** EXERCISE REQUIREMENTS **
Each line shown below should be copied exactly.

☆ ☆ ☆ ☆

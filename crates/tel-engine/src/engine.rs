use std::collections::HashSet;
use std::fmt;
use std::ops::Range;
use std::sync::{Mutex, MutexGuard, RwLock, RwLockReadGuard, RwLockWriteGuard};

use tel_chain::{
    create_checkpoint, Anchor, ChainEntry, ChainError, ChainVerifier, CheckpointWindow,
    VerificationResult,
};
use tel_crypto::{MerkleProof, MerkleTree, SigningKey, VerifyingKey};
use tel_module::{
    LedgerModule, ModuleError, ModuleFactory, ModuleMeta, ModuleRegistry, ModuleState,
};
use tel_services::ServiceRegistry;
use tel_types::{Hash, Record};
use tracing::{debug, info, warn};
use uuid::Uuid;

use crate::acl::{AclBackend, Grant, MemoryAcl, Permission, WRITE};
use crate::config::{AclMode, LedgerConfig};
use crate::error::{EngineError, Result};
use crate::query::{QueryFilters, QueryResult};
use crate::state::LedgerState;
use crate::storage::StorageBackend;

/// A committed append.
#[derive(Clone, Debug)]
pub struct AppendOutcome {
    pub hash: Hash,
    /// `after_append` failures. The entry is committed regardless.
    pub warnings: Vec<ModuleError>,
}

/// A committed batch.
#[derive(Clone, Debug, Default)]
pub struct BatchOutcome {
    /// Entry hashes in append order.
    pub hashes: Vec<Hash>,
    pub warnings: Vec<ModuleError>,
}

/// The chain tip a new entry links to.
#[derive(Clone, Copy)]
struct Tip {
    hash: Option<Hash>,
    timestamp: Option<u64>,
}

impl Tip {
    fn of(state: &LedgerState) -> Self {
        Self {
            hash: state.latest_hash(),
            timestamp: state.latest().map(|e| e.record.timestamp),
        }
    }

    fn after(entry: &ChainEntry) -> Self {
        Self {
            hash: Some(entry.hash),
            timestamp: Some(entry.record.timestamp),
        }
    }
}

/// Builder for [`LedgerEngine`].
pub struct LedgerEngineBuilder {
    config: LedgerConfig,
    storage: Option<Box<dyn StorageBackend>>,
    signing_key: Option<SigningKey>,
    factory: ModuleFactory,
    services: ServiceRegistry,
    modules: Vec<Box<dyn LedgerModule>>,
    acl: Option<Box<dyn AclBackend>>,
}

impl LedgerEngineBuilder {
    /// Persist entries through `storage` and load the existing chain from it.
    pub fn storage(mut self, storage: impl StorageBackend + 'static) -> Self {
        self.storage = Some(Box::new(storage));
        self
    }

    /// Sign every new entry and checkpoint with `key`.
    pub fn signing_key(mut self, key: SigningKey) -> Self {
        self.signing_key = Some(key);
        self
    }

    /// Replace the built-in module factory.
    pub fn factory(mut self, factory: ModuleFactory) -> Self {
        self.factory = factory;
        self
    }

    /// Start from a pre-populated service registry.
    pub fn services(mut self, services: ServiceRegistry) -> Self {
        self.services = services;
        self
    }

    /// Guard appends with `acl`, whatever the configured [`AclMode`].
    pub fn acl(mut self, acl: impl AclBackend + 'static) -> Self {
        self.acl = Some(Box::new(acl));
        self
    }

    /// Register an already-constructed module after the configured ones.
    pub fn module(mut self, module: Box<dyn LedgerModule>) -> Self {
        self.modules.push(module);
        self
    }

    /// Validate the configuration, build and start modules, and load and
    /// verify the stored chain.
    ///
    /// Any failure here is fatal: no engine is returned in a partial state.
    pub fn build(self) -> Result<LedgerEngine> {
        let Self {
            config,
            storage,
            signing_key,
            factory,
            mut services,
            modules: extra_modules,
            acl,
        } = self;

        config.validate()?;
        if config.require_signatures && signing_key.is_none() {
            return Err(EngineError::SigningKeyRequired(config.id.clone()));
        }
        let audit_key = if config.require_signatures {
            signing_key.as_ref().map(SigningKey::verifying_key)
        } else {
            None
        };

        let acl = match (acl, config.acl) {
            (Some(backend), _) => Some(backend),
            (None, AclMode::InMemory) => Some(Box::new(MemoryAcl::new()) as Box<dyn AclBackend>),
            (None, AclMode::None) => None,
        };

        let mut modules = ModuleRegistry::new(config.id.clone());
        for module_config in &config.modules {
            let module = factory.create(module_config)?;
            modules.register_with_config(module, module_config.config.clone())?;
        }
        for module in extra_modules {
            modules.register(module)?;
        }

        let state = match &storage {
            Some(storage) => load_state(&config, storage.as_ref(), audit_key)?,
            None => LedgerState::new(),
        };

        let started = modules
            .init_all(&mut services)
            .and_then(|()| modules.start_all(&mut services));
        if let Err(e) = started {
            modules.stop_all(&mut services);
            return Err(e.into());
        }

        info!(
            ledger_id = %config.id,
            entries = state.len(),
            modules = modules.len(),
            storage = storage.is_some(),
            signing = signing_key.is_some(),
            acl = acl.is_some(),
            "ledger engine started"
        );

        Ok(LedgerEngine {
            config,
            modules,
            services,
            state: RwLock::new(state),
            writer: Mutex::new(()),
            storage,
            signing_key,
            audit_key,
            acl,
            anchors: RwLock::new(Vec::new()),
        })
    }
}

fn load_state(
    config: &LedgerConfig,
    storage: &dyn StorageBackend,
    audit_key: Option<VerifyingKey>,
) -> Result<LedgerState> {
    let entries = storage.load_all_entries()?;
    let report = chain_verifier(audit_key).verify(&entries);
    if !report.valid {
        warn!(
            ledger_id = %config.id,
            entries = report.entries_checked,
            faults = report.fault_count(),
            "stored chain failed verification"
        );
        return Err(report.into());
    }
    if let Some(max) = config.max_entries {
        if entries.len() > max {
            return Err(EngineError::CapacityExceeded { max });
        }
    }

    let mut state = LedgerState::new();
    for entry in entries {
        if state.contains_id(&entry.record.id) {
            return Err(EngineError::DuplicateRecordId(entry.record.id));
        }
        state.push(entry);
    }
    debug!(ledger_id = %config.id, entries = state.len(), "chain loaded from storage");
    Ok(state)
}

fn chain_verifier(audit_key: Option<VerifyingKey>) -> ChainVerifier {
    match audit_key {
        Some(key) => ChainVerifier::new().with_verifying_key(key),
        None => ChainVerifier::new(),
    }
}

fn now_millis() -> u64 {
    u64::try_from(chrono::Utc::now().timestamp_millis()).unwrap_or(0)
}

fn now_secs() -> u64 {
    u64::try_from(chrono::Utc::now().timestamp()).unwrap_or(0)
}

/// A tamper-evident, append-only ledger.
///
/// Appends are serialised by a writer gate; the chain index sits behind a
/// read-write lock that is only write-locked to insert committed entries,
/// so readers always see a whole number of appends. Entries are written to
/// storage before they become visible in memory. `after_append` hooks run
/// after the gate is released.
pub struct LedgerEngine {
    config: LedgerConfig,
    modules: ModuleRegistry,
    services: ServiceRegistry,
    state: RwLock<LedgerState>,
    writer: Mutex<()>,
    storage: Option<Box<dyn StorageBackend>>,
    signing_key: Option<SigningKey>,
    /// Key entry signatures are checked against during verification.
    audit_key: Option<VerifyingKey>,
    acl: Option<Box<dyn AclBackend>>,
    anchors: RwLock<Vec<Anchor>>,
}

☆ ☆ ☆ ☆

** RESPONSE TO THE EXERCISE **
filename crates/tel-engine/src/engine.rs
use std::collections::HashSet;
use std::fmt;
use std::ops::Range;
use std::sync::{Mutex, MutexGuard, RwLock, RwLockReadGuard, RwLockWriteGuard};

use tel_chain::{
    create_checkpoint, Anchor, ChainEntry, ChainError, ChainVerifier, CheckpointWindow,
    VerificationResult,
};
use tel_crypto::{MerkleProof, MerkleTree, SigningKey, VerifyingKey};
use tel_module::{
    LedgerModule, ModuleError, ModuleFactory, ModuleMeta, ModuleRegistry, ModuleState,
};
use tel_services::ServiceRegistry;
use tel_types::{Hash, Record};
use tracing::{debug, info, warn};
use uuid::Uuid;

use crate::acl::{AclBackend, Grant, MemoryAcl, Permission, WRITE};
use crate::config::{AclMode, LedgerConfig};
use crate::error::{EngineError, Result};
use crate::query::{QueryFilters, QueryResult};
use crate::state::LedgerState;
use crate::storage::StorageBackend;

/// A committed append.
#[derive(Clone, Debug)]
pub struct AppendOutcome {
    pub hash: Hash,
    /// `after_append` failures. The entry is committed regardless.
    pub warnings: Vec<ModuleError>,
}

/// A committed batch.
#[derive(Clone, Debug, Default)]
pub struct BatchOutcome {
    /// Entry hashes in append order.
    pub hashes: Vec<Hash>,
    pub warnings: Vec<ModuleError>,
}

/// The chain tip a new entry links to.
#[derive(Clone, Copy)]
struct Tip {
    hash: Option<Hash>,
    timestamp: Option<u64>,
}

impl Tip {
    fn of(state: &LedgerState) -> Self {
        Self {
            hash: state.latest_hash(),
            timestamp: state.latest().map(|e| e.record.timestamp),
        }
    }

    fn after(entry: &ChainEntry) -> Self {
        Self {
            hash: Some(entry.hash),
            timestamp: Some(entry.record.timestamp),
        }
    }
}

/// Builder for [`LedgerEngine`].
pub struct LedgerEngineBuilder {
    config: LedgerConfig,
    storage: Option<Box<dyn StorageBackend>>,
    signing_key: Option<SigningKey>,
    factory: ModuleFactory,
    services: ServiceRegistry,
    modules: Vec<Box<dyn LedgerModule>>,
    acl: Option<Box<dyn AclBackend>>,
}

impl LedgerEngineBuilder {
    /// Persist entries through `storage` and load the existing chain from it.
    pub fn storage(mut self, storage: impl StorageBackend + 'static) -> Self {
        self.storage = Some(Box::new(storage));
        self
    }

    /// Sign every new entry and checkpoint with `key`.
    pub fn signing_key(mut self, key: SigningKey) -> Self {
        self.signing_key = Some(key);
        self
    }

    /// Replace the built-in module factory.
    pub fn factory(mut self, factory: ModuleFactory) -> Self {
        self.factory = factory;
        self
    }

    /// Start from a pre-populated service registry.
    pub fn services(mut self, services: ServiceRegistry) -> Self {
        self.services = services;
        self
    }

    /// Guard appends with `acl`, whatever the configured [`AclMode`].
    pub fn acl(mut self, acl: impl AclBackend + 'static) -> Self {
        self.acl = Some(Box::new(acl));
        self
    }

    /// Register an already-constructed module after the configured ones.
    pub fn module(mut self, module: Box<dyn LedgerModule>) -> Self {
        self.modules.push(module);
        self
    }

    /// Validate the configuration, build and start modules, and load and
    /// verify the stored chain.
    ///
    /// Any failure here is fatal: no engine is returned in a partial state.
    pub fn build(self) -> Result<LedgerEngine> {
        let Self {
            config,
            storage,
            signing_key,
            factory,
            mut services,
            modules: extra_modules,
            acl,
        } = self;

        config.validate()?;
        if config.require_signatures && signing_key.is_none() {
            return Err(EngineError::SigningKeyRequired(config.id.clone()));
        }
        let audit_key = if config.require_signatures {
            signing_key.as_ref().map(SigningKey::verifying_key)
        } else {
            None
        };

        let acl = match (acl, config.acl) {
            (Some(backend), _) => Some(backend),
            (None, AclMode::InMemory) => Some(Box::new(MemoryAcl::new()) as Box<dyn AclBackend>),
            (None, AclMode::None) => None,
        };

        let mut modules = ModuleRegistry::new(config.id.clone());
        for module_config in &config.modules {
            let module = factory.create(module_config)?;
            modules.register_with_config(module, module_config.config.clone())?;
        }
        for module in extra_modules {
            modules.register(module)?;
        }

        let state = match &storage {
            Some(storage) => load_state(&config, storage.as_ref(), audit_key)?,
            None => LedgerState::new(),
        };

        let started = modules
            .init_all(&mut services)
            .and_then(|()| modules.start_all(&mut services));
        if let Err(e) = started {
            modules.stop_all(&mut services);
            return Err(e.into());
        }

        info!(
            ledger_id = %config.id,
            entries = state.len(),
            modules = modules.len(),
            storage = storage.is_some(),
            signing = signing_key.is_some(),
            acl = acl.is_some(),
            "ledger engine started"
        );

        Ok(LedgerEngine {
            config,
            modules,
            services,
            state: RwLock::new(state),
            writer: Mutex::new(()),
            storage,
            signing_key,
            audit_key,
            acl,
            anchors: RwLock::new(Vec::new()),
        })
    }
}

fn load_state(
    config: &LedgerConfig,
    storage: &dyn StorageBackend,
    audit_key: Option<VerifyingKey>,
) -> Result<LedgerState> {
    let entries = storage.load_all_entries()?;
    let report = chain_verifier(audit_key).verify(&entries);
    if !report.valid {
        warn!(
            ledger_id = %config.id,
            entries = report.entries_checked,
            faults = report.fault_count(),
            "stored chain failed verification"
        );
        return Err(report.into());
    }
    if let Some(max) = config.max_entries {
        if entries.len() > max {
            return Err(EngineError::CapacityExceeded { max });
        }
    }

    let mut state = LedgerState::new();
    for entry in entries {
        if state.contains_id(&entry.record.id) {
            return Err(EngineError::DuplicateRecordId(entry.record.id));
        }
        state.push(entry);
    }
    debug!(ledger_id = %config.id, entries = state.len(), "chain loaded from storage");
    Ok(state)
}

fn chain_verifier(audit_key: Option<VerifyingKey>) -> ChainVerifier {
    match audit_key {
        Some(key) => ChainVerifier::new().with_verifying_key(key),
        None => ChainVerifier::new(),
    }
}

fn now_millis() -> u64 {
    u64::try_from(chrono::Utc::now().timestamp_millis()).unwrap_or(0)
}

fn now_secs() -> u64 {
    u64::try_from(chrono::Utc::now().timestamp()).unwrap_or(0)
}

/// A tamper-evident, append-only ledger.
///
/// Appends are serialised by a writer gate; the chain index sits behind a
/// read-write lock that is only write-locked to insert committed entries,
/// so readers always see a whole number of appends. Entries are written to
/// storage before they become visible in memory. `after_append` hooks run
/// after the gate is released.
pub struct LedgerEngine {
    config: LedgerConfig,
    modules: ModuleRegistry,
    services: ServiceRegistry,
    state: RwLock<LedgerState>,
    writer: Mutex<()>,
    storage: Option<Box<dyn StorageBackend>>,
    signing_key: Option<SigningKey>,
    /// Key entry signatures are checked against during verification.
    audit_key: Option<VerifyingKey>,
    acl: Option<Box<dyn AclBackend>>,
    anchors: RwLock<Vec<Anchor>>,
}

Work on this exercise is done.